* _Work item_
The answer must consist of the records below, repeated exactly.

Items from a data source:

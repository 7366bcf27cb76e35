// SKSTACK/IPコマンド発行
// SPDX-License-Identifier: MPL-2.0
// SPDX-FileCopyrightText: 2025 Akihiro Yamamoto <github.com/ak1211>
//
use crate::error::{Error, Result};
use crate::skstack::{LineTransport, Port, SkRxD, authn, parser};

/// コマンドの応答形式
#[derive(Debug, Clone, Copy, PartialEq, Eq)]
pub enum Shape {
    /// エコーバック, OK
    EchoOk,
    /// エコーバック, 値, OK
    EchoValueOk,
    /// エコーバック, 値
    EchoValue,
}

impl Shape {
    fn lines(self) -> usize {
        match self {
            Shape::EchoOk => 2,
            Shape::EchoValueOk => 3,
            Shape::EchoValue => 2,
        }
    }

    fn ends_with_status(self) -> bool {
        !matches!(self, Shape::EchoValue)
    }
}

/// OK行であることを確かめる
pub(crate) fn expect_ok(line: &str) -> Result<()> {
    match parser::parse_rxd(line) {
        SkRxD::Ok => Ok(()),
        SkRxD::Fail(code) => Err(Error::CommandFail(code)),
        _ => Err(Error::UnexpectedString(line.to_string())),
    }
}

pub struct CommandSession<P> {
    transport: LineTransport<P>,
}

impl<P: Port> CommandSession<P> {
    pub fn new(transport: LineTransport<P>) -> Self {
        Self { transport }
    }

    pub fn transport_mut(&mut self) -> &mut LineTransport<P> {
        &mut self.transport
    }

    /// コマンドを送信して応答形式の行数だけ受信する
    pub fn exchange(&mut self, command: &str, shape: Shape) -> Result<Vec<String>> {
        self.transport.write_line(command.as_bytes())?;
        let mut lines = Vec::with_capacity(shape.lines());
        for _ in 0..shape.lines() {
            let line = self.transport.read_line_string()?;
            tracing::debug!("{}", line);
            lines.push(line);
        }
        if shape.ends_with_status() {
            if let Some(status) = lines.last() {
                expect_ok(status)?;
            }
        }
        Ok(lines)
    }

    /// ファームウェアバージョン
    pub fn version(&mut self) -> Result<String> {
        let lines = self.exchange("SKVER", Shape::EchoValueOk)?;
        let ever = &lines[1];
        Ok(ever.strip_prefix("EVER ").unwrap_or(ever).trim().to_string())
    }

    /// IDを登録する
    pub fn set_route_b_id(&mut self, id: &authn::Id) -> Result<()> {
        self.exchange(&format!("SKSETRBID {}", id), Shape::EchoOk)
            .map(|_| ())
    }

    /// パスワードを登録する
    pub fn set_route_b_password(&mut self, password: &authn::Password) -> Result<()> {
        self.exchange(&format!("SKSETPWD C {}", password), Shape::EchoOk)
            .map(|_| ())
    }

    /// 仮想レジスタに書き込む
    pub fn set_register(&mut self, register: &str, value: &str) -> Result<()> {
        self.exchange(&format!("SKSREG {} {}", register, value), Shape::EchoOk)
            .map(|_| ())
    }

    /// MACアドレスからIPv6リンクローカルアドレスを得る
    pub fn link_local_address(&mut self, mac_address: &str) -> Result<String> {
        let lines = self.exchange(&format!("SKLL64 {}", mac_address), Shape::EchoValue)?;
        Ok(lines[1].clone())
    }
}

#[cfg(test)]
mod tests {
    use super::*;
    use crate::skstack::mock::MockPort;

    fn session(lines: &[&str]) -> (MockPort, CommandSession<MockPort>) {
        let port = MockPort::with_script(lines);
        let session = CommandSession::new(LineTransport::new(port.clone()));
        (port, session)
    }

    #[test]
    fn version() {
        let (port, mut session) = session(&["SKVER", "EVER 1.2.10", "OK"]);
        assert_eq!(session.version().unwrap(), "1.2.10");
        assert_eq!(port.written_lines(), vec!["SKVER"]);
    }

    #[test]
    fn credentials_are_two_exchanges() {
        let credentials = authn::test_credentials();
        let (port, mut session) = session(&[
            "SKSETRBID 0123456789ABCDEF0123456789ABCDEF",
            "OK",
            "SKSETPWD C PASSWORD1234",
            "OK",
        ]);
        session.set_route_b_id(&credentials.id).unwrap();
        session.set_route_b_password(&credentials.password).unwrap();
        assert_eq!(
            port.written_lines(),
            vec![
                "SKSETRBID 0123456789ABCDEF0123456789ABCDEF",
                "SKSETPWD C PASSWORD1234"
            ]
        );
        assert_eq!(port.pending(), 0);
    }

    #[test]
    fn fail_status() {
        let (_port, mut session) = session(&["SKSREG S2 21", "FAIL ER06"]);
        assert!(matches!(
            session.set_register("S2", "21"),
            Err(Error::CommandFail(6))
        ));
    }

    #[test]
    fn unexpected_status() {
        let (_port, mut session) = session(&["SKSREG S3 8888", "EVENT 02"]);
        assert!(matches!(
            session.set_register("S3", "8888"),
            Err(Error::UnexpectedString(_))
        ));
    }

    #[test]
    fn link_local_address() {
        let (_port, mut session) = session(&[
            "SKLL64 001D129012345678",
            "FE80:0000:0000:0000:021D:1290:1234:5678",
        ]);
        assert_eq!(
            session.link_local_address("001D129012345678").unwrap(),
            "FE80:0000:0000:0000:021D:1290:1234:5678"
        );
    }

    #[test]
    fn timeout_aborts_exchange() {
        let (_port, mut session) = session(&["SKVER"]);
        assert!(session.version().unwrap_err().is_read_timeout());
    }
}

* _Answer box_
repository 7366bcf27cb76e35
// SKSTACK/IPコマンド発行
// SPDX-License-Identifier: MPL-2.0
// SPDX-FileCopyrightText: 2025 Akihiro Yamamoto <github.com/ak1211>
//
use crate::error::{Error, Result};
use crate::skstack::{LineTransport, Port, SkRxD, authn, parser};

/// コマンドの応答形式
#[derive(Debug, Clone, Copy, PartialEq, Eq)]
pub enum Shape {
    /// エコーバック, OK
    EchoOk,
    /// エコーバック, 値, OK
    EchoValueOk,
    /// エコーバック, 値
    EchoValue,
}

impl Shape {
    fn lines(self) -> usize {
        match self {
            Shape::EchoOk => 2,
            Shape::EchoValueOk => 3,
            Shape::EchoValue => 2,
        }
    }

    fn ends_with_status(self) -> bool {
        !matches!(self, Shape::EchoValue)
    }
}

/// OK行であることを確かめる
pub(crate) fn expect_ok(line: &str) -> Result<()> {
    match parser::parse_rxd(line) {
        SkRxD::Ok => Ok(()),
        SkRxD::Fail(code) => Err(Error::CommandFail(code)),
        _ => Err(Error::UnexpectedString(line.to_string())),
    }
}

pub struct CommandSession<P> {
    transport: LineTransport<P>,
}

impl<P: Port> CommandSession<P> {
    pub fn new(transport: LineTransport<P>) -> Self {
        Self { transport }
    }

    pub fn transport_mut(&mut self) -> &mut LineTransport<P> {
        &mut self.transport
    }

    /// コマンドを送信して応答形式の行数だけ受信する
    pub fn exchange(&mut self, command: &str, shape: Shape) -> Result<Vec<String>> {
        self.transport.write_line(command.as_bytes())?;
        let mut lines = Vec::with_capacity(shape.lines());
        for _ in 0..shape.lines() {
            let line = self.transport.read_line_string()?;
            tracing::debug!("{}", line);
            lines.push(line);
        }
        if shape.ends_with_status() {
            if let Some(status) = lines.last() {
                expect_ok(status)?;
            }
        }
        Ok(lines)
    }

    /// ファームウェアバージョン
    pub fn version(&mut self) -> Result<String> {
        let lines = self.exchange("SKVER", Shape::EchoValueOk)?;
        let ever = &lines[1];
        Ok(ever.strip_prefix("EVER ").unwrap_or(ever).trim().to_string())
    }

    /// IDを登録する
    pub fn set_route_b_id(&mut self, id: &authn::Id) -> Result<()> {
        self.exchange(&format!("SKSETRBID {}", id), Shape::EchoOk)
            .map(|_| ())
    }

    /// パスワードを登録する
    pub fn set_route_b_password(&mut self, password: &authn::Password) -> Result<()> {
        self.exchange(&format!("SKSETPWD C {}", password), Shape::EchoOk)
            .map(|_| ())
    }

    /// 仮想レジスタに書き込む
    pub fn set_register(&mut self, register: &str, value: &str) -> Result<()> {
        self.exchange(&format!("SKSREG {} {}", register, value), Shape::EchoOk)
            .map(|_| ())
    }

    /// MACアドレスからIPv6リンクローカルアドレスを得る
    pub fn link_local_address(&mut self, mac_address: &str) -> Result<String> {
        let lines = self.exchange(&format!("SKLL64 {}", mac_address), Shape::EchoValue)?;
        Ok(lines[1].clone())
    }
}

#[cfg(test)]
mod tests {
    use super::*;
    use crate::skstack::mock::MockPort;

    fn session(lines: &[&str]) -> (MockPort, CommandSession<MockPort>) {
        let port = MockPort::with_script(lines);
        let session = CommandSession::new(LineTransport::new(port.clone()));
        (port, session)
    }

    #[test]
    fn version() {
        let (port, mut session) = session(&["SKVER", "EVER 1.2.10", "OK"]);
        assert_eq!(session.version().unwrap(), "1.2.10");
        assert_eq!(port.written_lines(), vec!["SKVER"]);
    }

    #[test]
    fn credentials_are_two_exchanges() {
        let credentials = authn::test_credentials();
        let (port, mut session) = session(&[
            "SKSETRBID 0123456789ABCDEF0123456789ABCDEF",
            "OK",
            "SKSETPWD C PASSWORD1234",
            "OK",
        ]);
        session.set_route_b_id(&credentials.id).unwrap();
        session.set_route_b_password(&credentials.password).unwrap();
        assert_eq!(
            port.written_lines(),
            vec![
                "SKSETRBID 0123456789ABCDEF0123456789ABCDEF",
                "SKSETPWD C PASSWORD1234"
            ]
        );
        assert_eq!(port.pending(), 0);
    }

    #[test]
    fn fail_status() {
        let (_port, mut session) = session(&["SKSREG S2 21", "FAIL ER06"]);
        assert!(matches!(
            session.set_register("S2", "21"),
            Err(Error::CommandFail(6))
        ));
    }

    #[test]
    fn unexpected_status() {
        let (_port, mut session) = session(&["SKSREG S3 8888", "EVENT 02"]);
        assert!(matches!(
            session.set_register("S3", "8888"),
            Err(Error::UnexpectedString(_))
        ));
    }

    #[test]
    fn link_local_address() {
        let (_port, mut session) = session(&[
            "SKLL64 001D129012345678",
            "FE80:0000:0000:0000:021D:1290:1234:5678",
        ]);
        assert_eq!(
            session.link_local_address("001D129012345678").unwrap(),
            "FE80:0000:0000:0000:021D:1290:1234:5678"
        );
    }

    #[test]
    fn timeout_aborts_exchange() {
        let (_port, mut session) = session(&["SKVER"]);
        assert!(session.version().unwrap_err().is_read_timeout());
    }
}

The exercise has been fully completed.